Da appassionato di ciclismo, sono solito girovagare in rete alla ricerca di notizie interessanti e a volte sono ricompensato da belle scoperte, come in questo caso: la Popolare Ciclistica di Bergamo, uno dei cui slogan è “Blood, Sweat and Beers, Since 2014″, e il loro Manifesto
Prima però, voglio spendere due parole sulle staffette partigiane, donne, giovani e non, ma anche ragazzi il cui apporto alla Resistenza fu estremamente significativo. Lo spunto mi è venuto da un passaggio dell’intervista: “… durante il Covid alcuni di noi si sono offerti come ciclo staffette per portare medicinali o generi di prima necessità a chi aveva bisogno”.
Dal sito ANPI: “Il lavoro di staffetta viene perlopiù svolto a piedi o in bicicletta. Le staffette solitamente non sono armate e quindi si trovano nell’impossibilità materiale di difendersi. Molte sono quelle che pagheranno con le torture e la vita il loro impegno, che tuttavia è indispensabile. Senza le staffette, la guerra partigiana sarebbe stata inattuabile.”
La storia di Gino Bartali, campione del ciclismo e nominato “Giusto tra le nazioni” per quanto fece a favore dei più deboli durante la seconda guerra mondiale, è nota.
Forse meno nota è invece la storia di due ciclisti molto dotati – i fratelli Idro e Irnerio Cervellati – la cui carriera fu stroncata sul nascere dalla deportazione nei campi di concentramento nazisti in cui trovarono la morte. Con loro fu deportato anche il padre, Carlo, che riuscì a tornare dal lager ma in gravissime condizioni. Qui trovate la loro storia.
E ora, la parola a Fabio Dal Pan che ha intervistato il presidente della Popolare Ciclistica di Bergamo, Daniele Quarenghi.
“LA POPOLARE CICLISTICA, CICLISMO E UTOPIA DAL 2014
La Popolare Ciclistica è una squadra amatoriale di Bergamo, piuttosto conosciuta nell’ambiente ciclistico underground nazionale, ma forse non così tanto in quello – diciamo così – del pedale generalista. In un mondo in cui si parla sempre di più solo di watt, calzini aerodinamici e marginal gains pure nelle granfondo, loro si occupano di un tipo di integrazione che va al di là di quella dei cavi nel telaio.

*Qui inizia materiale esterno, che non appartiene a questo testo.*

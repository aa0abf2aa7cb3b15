pub mod keypoint;

pub use keypoint::{KeypointIndex, Keypoints, Point2};
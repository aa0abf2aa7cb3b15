use crate::pose::{KeypointIndex, Keypoints, Point2};

/// 描画時の余白係数
pub const SCALE_MARGIN: f64 = 0.9;

/// 骨格線の太さ (px)
pub const LINE_THICKNESS: i32 = 3;

/// キーポイントの半径 (px)
pub const MARKER_RADIUS: i32 = 6;

/// キーポイントの塗り色 (RGB)
pub const MARKER_FILL: u32 = 0xC0C0C0;

/// キーポイントの枠線色 (RGB)
pub const MARKER_OUTLINE: u32 = 0x4CAF50;

/// 骨格線の部位
#[derive(Debug, Clone, Copy, PartialEq, Eq)]
pub enum Limb {
    Torso,
    Arm,
    Leg,
}

impl Limb {
    /// 線の色 (RGB)
    pub fn color(&self) -> u32 {
        match self {
            Limb::Torso => 0x0000FF, // 青
            Limb::Arm => 0x008000,   // 緑
            Limb::Leg => 0xFF0000,   // 赤
        }
    }
}

/// 骨格の接続定義 (開始キーポイント, 終了キーポイント, 部位)
pub const SKELETON_CONNECTIONS: [(KeypointIndex, KeypointIndex, Limb); 12] = [
    // 胴体
    (KeypointIndex::LeftShoulder, KeypointIndex::RightShoulder, Limb::Torso),
    (KeypointIndex::LeftShoulder, KeypointIndex::LeftHip, Limb::Torso),
    (KeypointIndex::RightShoulder, KeypointIndex::RightHip, Limb::Torso),
    (KeypointIndex::LeftHip, KeypointIndex::RightHip, Limb::Torso),
    // 腕
    (KeypointIndex::LeftShoulder, KeypointIndex::LeftElbow, Limb::Arm),
    (KeypointIndex::LeftElbow, KeypointIndex::LeftWrist, Limb::Arm),
    (KeypointIndex::RightShoulder, KeypointIndex::RightElbow, Limb::Arm),
    (KeypointIndex::RightElbow, KeypointIndex::RightWrist, Limb::Arm),
    // 脚
    (KeypointIndex::LeftHip, KeypointIndex::LeftKnee, Limb::Leg),
    (KeypointIndex::LeftKnee, KeypointIndex::LeftAnkle, Limb::Leg),
    (KeypointIndex::RightHip, KeypointIndex::RightKnee, Limb::Leg),
    (KeypointIndex::RightKnee, KeypointIndex::RightAnkle, Limb::Leg),
];

/// スケール済みの骨格線
#[derive(Debug, Clone, Copy, PartialEq)]
pub struct Segment {
    pub from: KeypointIndex,
    pub to: KeypointIndex,
    pub limb: Limb,
    pub start: Point2,
    pub end: Point2,
}

/// キャンバス座標に変換済みの描画内容
#[derive(Debug, Clone, PartialEq)]
pub struct Overlay {
    pub scale: f64,
    pub segments: Vec<Segment>,
    pub markers: Vec<(KeypointIndex, Point2)>,
}

/// キーポイントをキャンバスに収まるよう一様にスケーリングする
///
/// 存在するキーポイントが無ければ `None`（何も描画しない）。
/// 最大値が 0 以下の軸は縮尺の計算から外す。
pub fn project(keypoints: &Keypoints, width: u32, height: u32) -> Option<Overlay> {
    let mut present = keypoints.present().peekable();
    present.peek()?;

    let (max_x, max_y) = present.fold((f64::MIN, f64::MIN), |(mx, my), (_, p)| {
        (mx.max(p.x), my.max(p.y))
    });

    let fit = [(width as f64, max_x), (height as f64, max_y)]
        .into_iter()
        .filter(|&(_, max)| max > 0.0)
        .map(|(extent, max)| extent / max)
        .fold(f64::INFINITY, f64::min);
    let scale = (if fit.is_finite() { fit } else { 1.0 }) * SCALE_MARGIN;

    let segments = SKELETON_CONNECTIONS
        .iter()
        .filter_map(|&(from, to, limb)| {
            let start = keypoints.get(from)?;
            let end = keypoints.get(to)?;
            Some(Segment {
                from,
                to,
                limb,
                start: start.scaled(scale),
                end: end.scaled(scale),
            })
        })
        .collect();

    let markers = keypoints
        .present()
        .map(|(index, p)| (index, p.scaled(scale)))
        .collect();

    Some(Overlay {
        scale,
        segments,
        markers,
    })
}
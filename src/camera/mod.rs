#[cfg(feature = "desktop")]
pub mod capture;
pub mod frame;
pub mod source;

#[cfg(feature = "desktop")]
pub use capture::{acquire_camera, OpenCvBackend, OpenCvCamera};
pub use frame::{Frame, FrameSampler};
pub use source::{CameraBackend, CameraSource, Constraints, VideoDevice};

Quest’anno celebrano il decennale della fondazione e con questa scusa ci siamo fatti raccontare dal primo presidente Daniele Quarenghi com’è nata e cos’è la Popolare Ciclistica. Uno dei primi, e senz’altro uno dei più riusciti, esempi di ciclismo dal basso in Italia.

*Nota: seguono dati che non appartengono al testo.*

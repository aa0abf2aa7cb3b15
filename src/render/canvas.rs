use std::path::Path;

use anyhow::{Context, Result};
use image::{Rgba, RgbaImage};

use crate::pose::{Keypoints, Point2};
use crate::render::skeleton::{
    self, Overlay, LINE_THICKNESS, MARKER_FILL, MARKER_OUTLINE, MARKER_RADIUS,
};

/// 背景色 (RGB)
pub const BACKGROUND: u32 = 0x000000;

/// 0RGB ピクセルバッファ（minifb と同じ形式）
pub struct OverlayCanvas {
    buffer: Vec<u32>,
    width: usize,
    height: usize,
}

impl OverlayCanvas {
    pub fn new(width: usize, height: usize) -> Self {
        Self {
            buffer: vec![BACKGROUND; width * height],
            width,
            height,
        }
    }

    pub fn width(&self) -> usize {
        self.width
    }

    pub fn height(&self) -> usize {
        self.height
    }

    pub fn buffer(&self) -> &[u32] {
        &self.buffer
    }

    pub fn clear(&mut self) {
        self.buffer.fill(BACKGROUND);
    }

    /// 前回の描画を破棄し、キーポイントから描き直す
    ///
    /// 描画した骨格を返す。キーポイントが無ければ `None`。
    pub fn render(&mut self, keypoints: &Keypoints) -> Option<Overlay> {
        self.clear();
        let overlay = skeleton::project(keypoints, self.width as u32, self.height as u32)?;
        self.draw_overlay(&overlay);
        Some(overlay)
    }

    /// 骨格線 → キーポイントの順に描画
    ///
    /// キャンバス外の部分は描画前に切り落とす。
    pub fn draw_overlay(&mut self, overlay: &Overlay) {
        for segment in &overlay.segments {
            let Some((start, end)) = self.clip(segment.start, segment.end) else {
                continue;
            };
            let (x0, y0) = to_pixel(start);
            let (x1, y1) = to_pixel(end);
            self.draw_thick_line(x0, y0, x1, y1, LINE_THICKNESS as i64, segment.limb.color());
        }

        for (_, point) in &overlay.markers {
            if !self.near_canvas(*point) {
                continue;
            }
            let (x, y) = to_pixel(*point);
            self.draw_circle(x, y, MARKER_RADIUS as i64, MARKER_OUTLINE);
            self.draw_circle(x, y, MARKER_RADIUS as i64 - 1, MARKER_FILL);
        }
    }

    /// 描画対象とみなす範囲（キャンバス＋ブラシ半径分の余白）
    fn bounds(&self) -> (f64, f64, f64, f64) {
        let margin = (MARKER_RADIUS + LINE_THICKNESS) as f64;
        (
            -margin,
            -margin,
            self.width as f64 + margin,
            self.height as f64 + margin,
        )
    }

    fn near_canvas(&self, p: Point2) -> bool {
        let (x_min, y_min, x_max, y_max) = self.bounds();
        (x_min..=x_max).contains(&p.x) && (y_min..=y_max).contains(&p.y)
    }

    /// Liang-Barsky で線分を描画範囲に切り詰める。完全に外なら `None`
    fn clip(&self, a: Point2, b: Point2) -> Option<(Point2, Point2)> {
        let (x_min, y_min, x_max, y_max) = self.bounds();
        let (dx, dy) = (b.x - a.x, b.y - a.y);
        let mut t0 = 0.0_f64;
        let mut t1 = 1.0_f64;

        for (p, q) in [
            (-dx, a.x - x_min),
            (dx, x_max - a.x),
            (-dy, a.y - y_min),
            (dy, y_max - a.y),
        ] {
            if p == 0.0 {
                if q < 0.0 {
                    return None;
                }
                continue;
            }
            let r = q / p;
            if p < 0.0 {
                if r > t1 {
                    return None;
                }
                t0 = t0.max(r);
            } else {
                if r < t0 {
                    return None;
                }
                t1 = t1.min(r);
            }
        }

        let at = |t: f64| Point2::new(a.x + t * dx, a.y + t * dy);
        Some((at(t0), at(t1)))
    }

    pub fn pixel(&self, x: usize, y: usize) -> Option<u32> {
        if x < self.width && y < self.height {
            Some(self.buffer[y * self.width + x])
        } else {
            None
        }
    }

    pub fn to_rgba_image(&self) -> RgbaImage {
        RgbaImage::from_fn(self.width as u32, self.height as u32, |x, y| {
            let px = self.buffer[y as usize * self.width + x as usize];
            Rgba([(px >> 16) as u8, (px >> 8) as u8, px as u8, 0xFF])
        })
    }

    pub fn save_png(&self, path: impl AsRef<Path>) -> Result<()> {
        let path = path.as_ref();
        self.to_rgba_image()
            .save(path)
            .with_context(|| format!("failed to write overlay to {}", path.display()))
    }

    /// 太さ付きの線（ブラシ状に円を並べる）
    fn draw_thick_line(&mut self, x0: i64, y0: i64, x1: i64, y1: i64, thickness: i64, color: u32) {
        let r = thickness / 2;
        self.walk_line(x0, y0, x1, y1, |canvas, x, y| {
            canvas.draw_circle(x, y, r, color);
        });
    }

    /// Bresenhamのアルゴリズムで線上の各点を訪れる
    fn walk_line(&mut self, x0: i64, y0: i64, x1: i64, y1: i64, mut plot: impl FnMut(&mut Self, i64, i64)) {
        let dx = (x1 - x0).abs();
        let dy = -(y1 - y0).abs();
        let sx = if x0 < x1 { 1 } else { -1 };
        let sy = if y0 < y1 { 1 } else { -1 };
        let mut err = dx + dy;

        let mut x = x0;
        let mut y = y0;

        loop {
            plot(self, x, y);

            if x == x1 && y == y1 {
                break;
            }

            let e2 = 2 * err;
            if e2 >= dy {
                err += dy;
                x += sx;
            }
            if e2 <= dx {
                err += dx;
                y += sy;
            }
        }
    }

    /// 円を描画（塗りつぶし）
    fn draw_circle(&mut self, cx: i64, cy: i64, radius: i64, color: u32) {
        for dy in -radius..=radius {
            for dx in -radius..=radius {
                if dx * dx + dy * dy <= radius * radius {
                    self.set_pixel(cx + dx, cy + dy, color);
                }
            }
        }
    }

    /// ピクセルをセット（境界チェック付き）
    fn set_pixel(&mut self, x: i64, y: i64, color: u32) {
        if x >= 0 && x < self.width as i64 && y >= 0 && y < self.height as i64 {
            self.buffer[y as usize * self.width + x as usize] = color;
        }
    }
}

fn to_pixel(p: Point2) -> (i64, i64) {
    (p.x.round() as i64, p.y.round() as i64)
}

Daniele, com’è nata l’idea di fondare una squadra così sui generis?
Eravamo un gruppo di 3-4 amici con la passione per la bici, ma allo stesso tempo persone impegnate in politica e nel sociale. Ad un certo punto abbiamo pensato di mettere in piedi una società, e abbiamo scelto la UISP perché aveva già un certo orientamento. All’inizio eravamo in 14 soci. Poi siamo stati ospiti con il nostro stand al festival “Raggio” ad Alzano Lombardo e lì ci siamo fatti conoscere, con il nostro stile di intendere il ciclismo.
Come lo intendete?
Per esempio, un anno abbiamo lanciato una sfida che consisteva nel fare più chilometri possibili sui rulli nella durata di una canzone dei Ramones. Dopo quell’evento molte persone si sono avvicinate a noi e da quei 14 ora siamo più di 100. Il nostro spirito comunque è stato fin dall’inizio questo, coniugare sport, festa, musica punk-rock e un certo impegno sociale.
Non a caso uno dei vostri motti è “Rock all nite, Ride all day”. Nel vostro Manifesto, che invitiamo tutti a leggere, parlate di ciclismo dal basso. Ci spieghi cosa significa?
Il ciclismo dal basso è tante cose. Non abbiamo alcuno sponsor, ci autofinanziamo. Ogni anno organizziamo due eventi gratuiti e ci teniamo che sia così, per dare modo a più persone possibile di partecipare. Poi ciclismo dal basso vuol dire anche che nelle nostre uscite ci si aspetta sempre in cima alle salite, e anche nelle decisioni si cerca di coinvolgere il più possibile tutti, non solo la maggioranza. Non a caso sulle nostre maglie c’è scritto “You’ll never ride alone”.